# Web Scraping: Selenium
_Automate your browser._ <br>
_Collect data from dynamically generated web pages or those requiring user interaction._

### Docs

- [Selenium homepage](https://www.seleniumhq.org/) 
- [Selenium documentation](https://selenium-python.readthedocs.io/) - unofficial, but helpful

### Installation

With conda:
- `conda install -c conda-forge selenium`

With pip:
- `pip install -U selenium`

#### ChromeDriver

You will also need to install a web driver to use Selenium.  ChromeDriver is recommended but others are also available.

1. Check your browser's version _(Chrome > About Google Chrome)_
![Browser Version](images/browser_version.png) 
<br>
2. Navigate to the [ChromeDriver downloads page](https://sites.google.com/a/chromium.org/chromedriver/downloads).
<br><br>
3. Download appropriately based on your browser's version and your OS.
![Download ChromeDriver zip file](images/chromedriver_options.png)

4. Unzip the driver.
<br><br>
5. Move to Applications folder (or wherever your Chrome application is).

In [21]:
ls

 Volume in drive C is Windows
 Volume Serial Number is A020-D39D

 Directory of C:\Users\fahadd\t5_bootcamp_directory\PRACTICE\gamma\NBM_Regression_Gamma

11/22/2021  11:12 AM    <DIR>          .
11/22/2021  11:12 AM    <DIR>          ..
11/21/2021  09:54 AM    <DIR>          careers
11/22/2021  11:08 AM    <DIR>          chromedriver_win32
11/21/2021  09:54 AM    <DIR>          curriculum
11/21/2021  09:54 AM    <DIR>          pairs
11/21/2021  09:54 AM             9,690 README.md
11/21/2021  09:54 AM    <DIR>          resources
               1 File(s)          9,690 bytes
               7 Dir(s)  693,355,278,336 bytes free


In [29]:
from bs4 import BeautifulSoup
import requests
import time, os

In [30]:
from selenium import webdriver
from selenium.webdriver.common.keys import Keys

# driver= webdriver.Chrome(ChromeDriverManager().install())

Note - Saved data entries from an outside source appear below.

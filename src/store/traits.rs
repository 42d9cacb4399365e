use anyhow::Result;
use serde_json::Value;
use thiserror::Error;

use crate::model::{definition, ChangeSet, EntityKind, Id, ListQuery, Record};

/// Constraint failures a store reports while applying a change set. They
/// travel inside `anyhow::Error` and are recovered with `downcast_ref`.
#[derive(Debug, Error)]
pub enum StoreError {
    #[error("{entity} with ({}) = ({value}) already exists", .fields.join(", "))]
    UniqueViolation {
        entity: EntityKind,
        fields: Vec<String>,
        value: String,
    },
    /// `entity.field` points at `target` `id`, which is missing after the
    /// change set: either the write named a missing row or a delete removed
    /// a row that is still referenced.
    #[error("foreign key {entity}.{field} -> {target} {id} violated")]
    ForeignKeyViolation {
        entity: EntityKind,
        field: String,
        target: EntityKind,
        id: Id,
    },
    #[error("injected failure at change {0}")]
    Injected(usize),
}

impl StoreError {
    pub fn unique(record: &Record, fields: &[&str]) -> Self {
        StoreError::UniqueViolation {
            entity: record.kind,
            fields: fields.iter().map(|field| field.to_string()).collect(),
            value: record.describe_values(fields),
        }
    }

    /// Violation for the reference `field` of a written record, when the
    /// field holds a reference.
    pub fn missing_reference(record: &Record, field: &str) -> Option<Self> {
        let (target, _) = definition(record.kind).field_def(field)?.reference_target()?;
        Some(StoreError::ForeignKeyViolation {
            entity: record.kind,
            field: field.to_string(),
            target,
            id: record.get_id(field)?,
        })
    }
}

#[async_trait::async_trait]
pub trait RecordStore: Send + Sync {
    async fn get_record(&self, kind: EntityKind, id: &Id) -> Result<Option<Record>>;

    /// One page of rows matching `query`, plus the number of matching rows
    /// ignoring the page window.
    async fn list_records(&self, kind: EntityKind, query: &ListQuery) -> Result<(Vec<Record>, u64)>;

    /// Rows of `kind` whose reference `field` points at `id`.
    async fn find_referencing(&self, kind: EntityKind, field: &str, id: &Id) -> Result<Vec<Record>>;

    /// Ids of rows whose fields equal every given value. Textual fields
    /// compare without case when `case_insensitive` is set.
    async fn find_matching(
        &self,
        kind: EntityKind,
        criteria: &[(&str, Value)],
        case_insensitive: bool,
    ) -> Result<Vec<Id>>;

    /// Row counts per distinct combination of `group_by` values among rows
    /// matching the filters of `query`, ordered by those values with nulls
    /// last. The page window is ignored.
    async fn count_grouped(
        &self,
        kind: EntityKind,
        group_by: &[&str],
        query: &ListQuery,
    ) -> Result<Vec<(Vec<Value>, u64)>>;

    async fn is_code_retired(
        &self,
        kind: EntityKind,
        field: &str,
        value: &str,
        case_insensitive: bool,
    ) -> Result<bool>;
}

#[async_trait::async_trait]
pub trait ChangeStore: Send + Sync {
    /// Applies every change or none of them.
    async fn apply(&self, changes: ChangeSet) -> Result<()>;
}

pub trait Store: RecordStore + ChangeStore + Send + Sync {}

chromedriver = "chromedriver_win32/chromedriver.exe" # path to the chromedriver executable
os.environ["webdriver.chrome.driver"] = chromedriver

## Example 1 - YouTube

### Dynamic Pages

Some pages serve their content dynamically, which means they could look different each time they are loaded into the browser.  HTML that you see by inspecting elements in your browser might be missing from `requests` and `BeautifulSoup` because it is generated at access time.

In [45]:
# query = "data science"
youtube_search = "https://www.youtube.com"
# youtube_query = youtube_search + query.replace(' ', '+')
page = requests.get(youtube_search).text

soup = BeautifulSoup(page, 'html5lib')
print(soup.find('div'))

<div class="ytd-searchbox-spt" id="search-container" slot="search-container"></div>


In [36]:
query = "data science"
youtube_search = "https://www.youtube.com/results?search_query="
youtube_query = youtube_search + query.replace(' ', '+')

In [37]:
page = requests.get(youtube_query).text

soup = BeautifulSoup(page, 'html5lib')

In [38]:
soup.find('div', id='contents')

Uh oh.  The video links should be under the contents div, but it's missing from our request.

> **QUESTION**: Why do you think this happened?

One option is to first load the page with Selenium THEN parse the page's HTML with BeautifulSoup.

First we launch the YouTube search page through our ChromeDrive.  A new browser should pop up.  **To continue using Selenium, keep this window open!**

In [40]:
driver = webdriver.Chrome(chromedriver)
driver.get(youtube_query)

  driver = webdriver.Chrome(chromedriver)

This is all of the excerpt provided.